■ Record set:
┏━━
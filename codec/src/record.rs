//! Field-level mapping between entities and [`Value`].
//!
//! [`Record`] is implemented by every entity a codec can carry. Plain records
//! also implement [`Blank`] so a decoder can construct them empty and then
//! populate their fields. Bases of a closed hierarchy implement
//! [`Polymorphic`]; their blank instance comes from the
//! [`TypeRegistry`] entry selected by the discriminator instead.

use polywire_core::{Company, Person, Storage};

use crate::context::{DeserializeContext, SerializeContext};
use crate::error::{DeserializeError, SerializeError};
use crate::registry::{KnownTypes, TypeRegistry};
use crate::value::Value;

/// A record whose fields can be written to and read from a context.
pub trait Record: Sized {
    /// The declared static type name (e.g. `"Person"`).
    const NAME: &'static str;

    fn write_fields(&self, ctx: &mut SerializeContext<'_>) -> Result<(), SerializeError>;

    /// Populate `self` from the context. `self` starts out blank.
    fn read_fields(&mut self, ctx: &mut DeserializeContext<'_>) -> Result<(), DeserializeError>;
}

/// A record with a no-argument constructor.
pub trait Blank: Record {
    fn blank() -> Self;
}

/// Base type of a closed hierarchy.
pub trait Polymorphic: Record {
    /// Name of the base type (e.g. `"Storage"`).
    const BASE: &'static str;

    /// Name of this value's concrete variant.
    fn discriminator(&self) -> &'static str;

    /// The registered variants of this base.
    fn known_types(registry: &TypeRegistry) -> &KnownTypes<Self>;
}

/// Encode a polymorphic value into a [`Value::Variant`].
///
/// The concrete type is checked against the registry first.
pub fn encode_variant<B: Polymorphic>(
    value: &B,
    registry: &TypeRegistry,
) -> Result<Value, SerializeError> {
    let tag = B::known_types(registry).check(value)?;
    let mut ctx = SerializeContext::new(registry);
    value.write_fields(&mut ctx)?;
    Ok(Value::Variant {
        tag: tag.to_owned(),
        fields: ctx.finish(),
    })
}

/// Decode a [`Value::Variant`]: look the tag up in the registry, construct
/// the blank variant it names, then populate it.
pub fn decode_variant<B: Polymorphic>(
    value: Value,
    registry: &TypeRegistry,
) -> Result<B, DeserializeError> {
    let (tag, fields) = match value {
        Value::Variant { tag, fields } => (tag, fields),
        other => {
            return Err(DeserializeError::shape(
                format!("{} variant", B::BASE),
                other.kind_name(),
            ));
        }
    };
    let mut ctx = DeserializeContext::new(registry, B::BASE, fields)?;
    let mut instance = B::known_types(registry).construct(&tag)?;
    instance.read_fields(&mut ctx)?;
    ctx.finish();
    Ok(instance)
}

// ---------------------------------------------------------------------------
// Entities
// ---------------------------------------------------------------------------

impl Record for Company {
    const NAME: &'static str = "Company";

    fn write_fields(&self, ctx: &mut SerializeContext<'_>) -> Result<(), SerializeError> {
        ctx.write_scalar("name", &self.name);
        Ok(())
    }

    fn read_fields(&mut self, ctx: &mut DeserializeContext<'_>) -> Result<(), DeserializeError> {
        self.name = ctx.read_scalar("name")?;
        Ok(())
    }
}

impl Blank for Company {
    fn blank() -> Self {
        Company::blank()
    }
}

impl Record for Person {
    const NAME: &'static str = "Person";

    fn write_fields(&self, ctx: &mut SerializeContext<'_>) -> Result<(), SerializeError> {
        ctx.write_scalar("name", &self.name);
        ctx.write_scalar("age", &self.age);
        ctx.write_optional_record("company", &self.company)
    }

    fn read_fields(&mut self, ctx: &mut DeserializeContext<'_>) -> Result<(), DeserializeError> {
        self.name = ctx.read_scalar("name")?;
        self.age = ctx.read_scalar("age")?;
        self.company = ctx.read_optional_record("company")?;
        Ok(())
    }
}

impl Blank for Person {
    fn blank() -> Self {
        Person::blank()
    }
}

/// Wire name of the discriminator field every storage record carries.
pub const KIND_FIELD: &str = "kind";

impl Record for Storage {
    const NAME: &'static str = "Storage";

    fn write_fields(&self, ctx: &mut SerializeContext<'_>) -> Result<(), SerializeError> {
        let info = self.info();
        ctx.write_field(KIND_FIELD, Value::from(self.kind().as_str()));
        ctx.write_scalar("name", &info.name);
        ctx.write_scalar("model", &info.model);
        ctx.write_scalar("quantity", &info.quantity);
        ctx.write_scalar("price", &info.price);
        match self {
            Storage::Dvd(d) => {
                ctx.write_scalar("writeSpeed", &d.write_speed);
                ctx.write_scalar("readSpeed", &d.read_speed);
            }
            Storage::Hdd(h) => {
                ctx.write_scalar("capacity", &h.capacity);
                ctx.write_scalar("speed", &h.speed);
            }
            Storage::Flash(f) => {
                ctx.write_scalar("capacity", &f.capacity);
                ctx.write_scalar("speed", &f.speed);
            }
        }
        Ok(())
    }

    fn read_fields(&mut self, ctx: &mut DeserializeContext<'_>) -> Result<(), DeserializeError> {
        // The variant was already chosen by the discriminator; the wire copy
        // of `kind` has to agree with it.
        let kind: String = ctx.read_scalar(KIND_FIELD)?;
        let expected = self.kind().as_str();
        if kind != expected {
            return Err(DeserializeError::shape(
                format!("kind '{expected}'"),
                format!("kind '{kind}'"),
            ));
        }

        let info = self.info_mut();
        info.name = ctx.read_scalar("name")?;
        info.model = ctx.read_scalar("model")?;
        info.quantity = ctx.read_scalar("quantity")?;
        info.price = ctx.read_scalar("price")?;

        match self {
            Storage::Dvd(d) => {
                d.write_speed = ctx.read_scalar("writeSpeed")?;
                d.read_speed = ctx.read_scalar("readSpeed")?;
            }
            Storage::Hdd(h) => {
                h.capacity = ctx.read_scalar("capacity")?;
                h.speed = ctx.read_scalar("speed")?;
            }
            Storage::Flash(f) => {
                f.capacity = ctx.read_scalar("capacity")?;
                f.speed = ctx.read_scalar("speed")?;
            }
        }
        Ok(())
    }
}

impl Polymorphic for Storage {
    const BASE: &'static str = "Storage";

    fn discriminator(&self) -> &'static str {
        self.kind().as_str()
    }

    fn known_types(registry: &TypeRegistry) -> &KnownTypes<Self> {
        registry.storage()
    }
}
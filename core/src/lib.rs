//! # polywire core
//!
//! Plain-data entity model shared by every codec:
//!
//! - [`Person`] / [`Company`]: records with one owned nested record
//! - [`Storage`]: closed hierarchy of storage devices ([`Dvd`], [`Hdd`], [`Flash`])
//! - [`samples`]: the fixed sample values used by the menu shell and tests
//!
//! Every type offers two construction paths: a fully specified `new` and a
//! `blank` used by decoders that populate fields after construction.

mod person;
pub mod samples;
mod storage;

pub use person::{Company, Person};
pub use storage::{Dvd, Flash, Hdd, ParseStorageKindError, Storage, StorageInfo, StorageKind};

/// Core library version
pub const VERSION: &str = env!("CARGO_PKG_VERSION");

/// Log the core crate version.
pub fn init() {
    log::info!("polywire core v{} initialized", VERSION);
}

#[cfg(test)]
mod tests {
    use super::*;

    #[test]
    fn test_version() {
        assert!(!VERSION.is_empty());
    }
}
//! Storage devices: a closed hierarchy modeled as a sum type.
//!
//! [`Storage`] has exactly three variants. The shared fields live in
//! [`StorageInfo`], embedded in every variant. The `kind` discriminator is
//! derived from the variant ([`Storage::kind`]) so it cannot drift from the
//! concrete type in memory.

use std::fmt;
use std::str::FromStr;

/// Discriminator of a [`Storage`] variant.
#[derive(Debug, Clone, Copy, PartialEq, Eq, Hash)]
pub enum StorageKind {
    Dvd,
    Hdd,
    Flash,
}

impl StorageKind {
    pub const ALL: [StorageKind; 3] = [StorageKind::Dvd, StorageKind::Hdd, StorageKind::Flash];

    /// Wire name of the variant (`"DVD"`, `"HDD"`, `"Flash"`).
    pub const fn as_str(self) -> &'static str {
        match self {
            StorageKind::Dvd => "DVD",
            StorageKind::Hdd => "HDD",
            StorageKind::Flash => "Flash",
        }
    }
}

impl fmt::Display for StorageKind {
    fn fmt(&self, f: &mut fmt::Formatter<'_>) -> fmt::Result {
        f.write_str(self.as_str())
    }
}

/// Returned when a string names no [`StorageKind`].
#[derive(Debug, Clone, PartialEq, Eq, thiserror::Error)]
#[error("unknown storage kind '{0}'")]
pub struct ParseStorageKindError(pub String);

impl FromStr for StorageKind {
    type Err = ParseStorageKindError;

    fn from_str(s: &str) -> Result<Self, Self::Err> {
        StorageKind::ALL
            .into_iter()
            .find(|kind| kind.as_str() == s)
            .ok_or_else(|| ParseStorageKindError(s.to_owned()))
    }
}

/// Fields shared by every storage device.
#[derive(Debug, Clone, PartialEq, Eq)]
pub struct StorageInfo {
    pub name: String,
    pub model: String,
    pub quantity: i32,
    pub price: i32,
}

impl StorageInfo {
    pub fn new(
        name: impl Into<String>,
        model: impl Into<String>,
        quantity: i32,
        price: i32,
    ) -> Self {
        Self {
            name: name.into(),
            model: model.into(),
            quantity,
            price,
        }
    }

    /// Placeholder values: `"Name"`, `"Model"`, zero quantity and price.
    pub fn blank() -> Self {
        Self::new("Name", "Model", 0, 0)
    }
}

impl Default for StorageInfo {
    fn default() -> Self {
        Self::blank()
    }
}

/// Optical drive.
#[derive(Debug, Clone, PartialEq, Eq)]
pub struct Dvd {
    pub info: StorageInfo,
    pub write_speed: String,
    pub read_speed: String,
}

impl Dvd {
    pub fn new(
        info: StorageInfo,
        write_speed: impl Into<String>,
        read_speed: impl Into<String>,
    ) -> Self {
        Self {
            info,
            write_speed: write_speed.into(),
            read_speed: read_speed.into(),
        }
    }

    pub fn blank() -> Self {
        Self::new(StorageInfo::blank(), "0x", "0x")
    }
}

/// Hard disk drive.
#[derive(Debug, Clone, PartialEq, Eq)]
pub struct Hdd {
    pub info: StorageInfo,
    pub capacity: i32,
    pub speed: i32,
}

impl Hdd {
    pub fn new(info: StorageInfo, capacity: i32, speed: i32) -> Self {
        Self {
            info,
            capacity,
            speed,
        }
    }

    pub fn blank() -> Self {
        Self::new(StorageInfo::blank(), 0, 0)
    }
}

/// USB flash drive.
#[derive(Debug, Clone, PartialEq, Eq)]
pub struct Flash {
    pub info: StorageInfo,
    pub capacity: i32,
    pub speed: i32,
}

impl Flash {
    pub fn new(info: StorageInfo, capacity: i32, speed: i32) -> Self {
        Self {
            info,
            capacity,
            speed,
        }
    }

    pub fn blank() -> Self {
        Self::new(StorageInfo::blank(), 0, 0)
    }
}

/// A storage device of one of the three known kinds.
#[derive(Debug, Clone, PartialEq, Eq)]
pub enum Storage {
    Dvd(Dvd),
    Hdd(Hdd),
    Flash(Flash),
}

impl Storage {
    /// Default-constructed device of the given kind.
    pub fn blank(kind: StorageKind) -> Self {
        match kind {
            StorageKind::Dvd => Storage::Dvd(Dvd::blank()),
            StorageKind::Hdd => Storage::Hdd(Hdd::blank()),
            StorageKind::Flash => Storage::Flash(Flash::blank()),
        }
    }

    pub fn kind(&self) -> StorageKind {
        match self {
            Storage::Dvd(_) => StorageKind::Dvd,
            Storage::Hdd(_) => StorageKind::Hdd,
            Storage::Flash(_) => StorageKind::Flash,
        }
    }

    pub fn info(&self) -> &StorageInfo {
        match self {
            Storage::Dvd(d) => &d.info,
            Storage::Hdd(h) => &h.info,
            Storage::Flash(f) => &f.info,
        }
    }

    pub fn info_mut(&mut self) -> &mut StorageInfo {
        match self {
            Storage::Dvd(d) => &mut d.info,
            Storage::Hdd(h) => &mut h.info,
            Storage::Flash(f) => &mut f.info,
        }
    }

    /// One-line report: base fields, then the variant's own fields.
    ///
    /// ```text
    /// Name: Name Model: Model Quantity: 0 Price: 0 Type: DVD WriteSpeed: 0x ReadSpeed: 0x
    /// ```
    pub fn describe(&self) -> String {
        let info = self.info();
        let base = format!(
            "Name: {} Model: {} Quantity: {} Price: {} Type: {}",
            info.name,
            info.model,
            info.quantity,
            info.price,
            self.kind()
        );
        match self {
            Storage::Dvd(d) => format!(
                "{base} WriteSpeed: {} ReadSpeed: {}",
                d.write_speed, d.read_speed
            ),
            Storage::Hdd(h) => format!("{base} Capacity: {} Speed: {}", h.capacity, h.speed),
            Storage::Flash(f) => format!("{base} Capacity: {} Speed: {}", f.capacity, f.speed),
        }
    }
}

impl fmt::Display for Storage {
    fn fmt(&self, f: &mut fmt::Formatter<'_>) -> fmt::Result {
        f.write_str(&self.describe())
    }
}

impl From<Dvd> for Storage {
    fn from(d: Dvd) -> Self {
        Storage::Dvd(d)
    }
}

impl From<Hdd> for Storage {
    fn from(h: Hdd) -> Self {
        Storage::Hdd(h)
    }
}

impl From<Flash> for Storage {
    fn from(f: Flash) -> Self {
        Storage::Flash(f)
    }
}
┗━━
■ Exercise details: State the count of lines holding the string "shared" in the listing above, and nothing else.

■ Task response: 3